Le mois dernier, le Parti communiste chinois (PCC) a lancé son plan quinquennal pour la période jusqu'en 2030. Il s'agit d'une déclaration sérieuse d'intention et de stratégie économique de la part des dirigeants de la deuxième plus grande économie mondiale.
Le plan prévoit que la Chine s'éloigne de la fabrication de bas de gamme pour s'emparer des « sommets stratégiques du développement scientifique et technologique ». Le PCC souhaite dominer des domaines tels que l'IA, l'informatique quantique et la robotique. Il vise également une croissance du PIB de 4,5 à 5 pour cent – en baisse par rapport aux chiffres à deux chiffres du début de ce siècle, mais toujours significative.
La fabrication haut de gamme, l'IA et la technologie signifient de l'énergie – et beaucoup. La Chine est un leader dans les énergies renouvelables et l'énergie nucléaire et dispose de beaucoup de charbon, mais c'est aussi le plus grand importateur d'énergie au monde – à hauteur d'environ 10,3 millions de barils par jour (bpj) de pétrole, selon la société d'analyse Kpler.
Une grande partie de ce pétrole (et de ce gaz) provient du Golfe Arabique. Les intérêts de la Chine dans les pays arabes du Conseil de coopération du Golfe sont presque exclusivement économiques, comme l'a écrit Jonathan Fulton, chroniqueur d'AGBI.
Pékin importe des hydrocarbures et en retour, les entreprises chinoises vendent des biens et construisent des infrastructures. Jonathan a noté l'année dernière que la synergie entre l'Initiative Belt and Road de la Chine et les agendas Gulf Vision a créé « d'énormes opportunités » pour les entrepreneurs chinois.
Cependant, les relations du PCC avec l'Iran sont encore plus étroites. L'année dernière, Pékin a acheté plus de 80 pour cent, soit 1,4 million de bpj, des exportations de pétrole bon marché de l'Iran, selon Kpler.
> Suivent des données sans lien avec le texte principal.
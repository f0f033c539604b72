//! Time sources.
//!
//! The engine reads the clock once per transaction, so every hook in one
//! settlement prices and gates against the same instant.

use std::sync::Arc;
use std::sync::atomic::{AtomicU64, Ordering};

use chrono::Utc;

use fusion_types::Timestamp;

/// Current unix time in seconds.
pub trait Clock {
    fn now(&self) -> Timestamp;
}

/// Wall clock.
#[derive(Debug, Clone, Copy, Default)]
pub struct SystemClock;

impl Clock for SystemClock {
    fn now(&self) -> Timestamp {
        u64::try_from(Utc::now().timestamp()).unwrap_or(0)
    }
}

/// Settable clock shared between a test and the engine it drives.
#[derive(Debug, Clone, Default)]
pub struct ManualClock {
    now: Arc<AtomicU64>,
}

impl ManualClock {
    #[must_use]
    pub fn new(now: Timestamp) -> Self {
        Self {
            now: Arc::new(AtomicU64::new(now)),
        }
    }

    pub fn set(&self, now: Timestamp) {
        self.now.store(now, Ordering::SeqCst);
    }

    pub fn advance(&self, seconds: u64) {
        self.now.fetch_add(seconds, Ordering::SeqCst);
    }
}

impl Clock for ManualClock {
    fn now(&self) -> Timestamp {
        self.now.load(Ordering::SeqCst)
    }
}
Auparavant, en 2021, Pékin et Téhéran ont signé un accord de partenariat stratégique global couvrant la coopération économique, sécuritaire et technologique sur une période de 25 ans, selon la commission d'examen économique États-Unis-Chine.
Téhéran a même déclaré qu'il accepterait le paiement en yuan pour les péages qu'il souhaite facturer aux armateurs pour le passage par le détroit d'Ormuz.
La relation s'étend à la sphère militaire. Pékin a précédemment envoyé des missiles de croisière anti-navires à l'Iran, rétro-conçus sous le nom de Nour. Et les États-Unis ont déclaré que la Chine fournit des missiles portables lancés depuis l'épaule, appelés Manpads. Le président Trump a déclaré que l'un d'entre eux a abattu l'avion de guerre F-15 américain dont un pilote a été secouru plus tôt ce mois-ci.
Pour information, les porte-parole du PCC ont nié que la Chine ait fourni des armes à l'Iran.
Les démentis sont révélateurs du dilemme dans lequel le PCC se trouve maintenant. Pour atteindre les taux de croissance et se rapprocher de la réalisation des ambitions technologiques du plan quinquennal, il a besoin non seulement d'énergie mais, surtout, d'une économie internationale prospère.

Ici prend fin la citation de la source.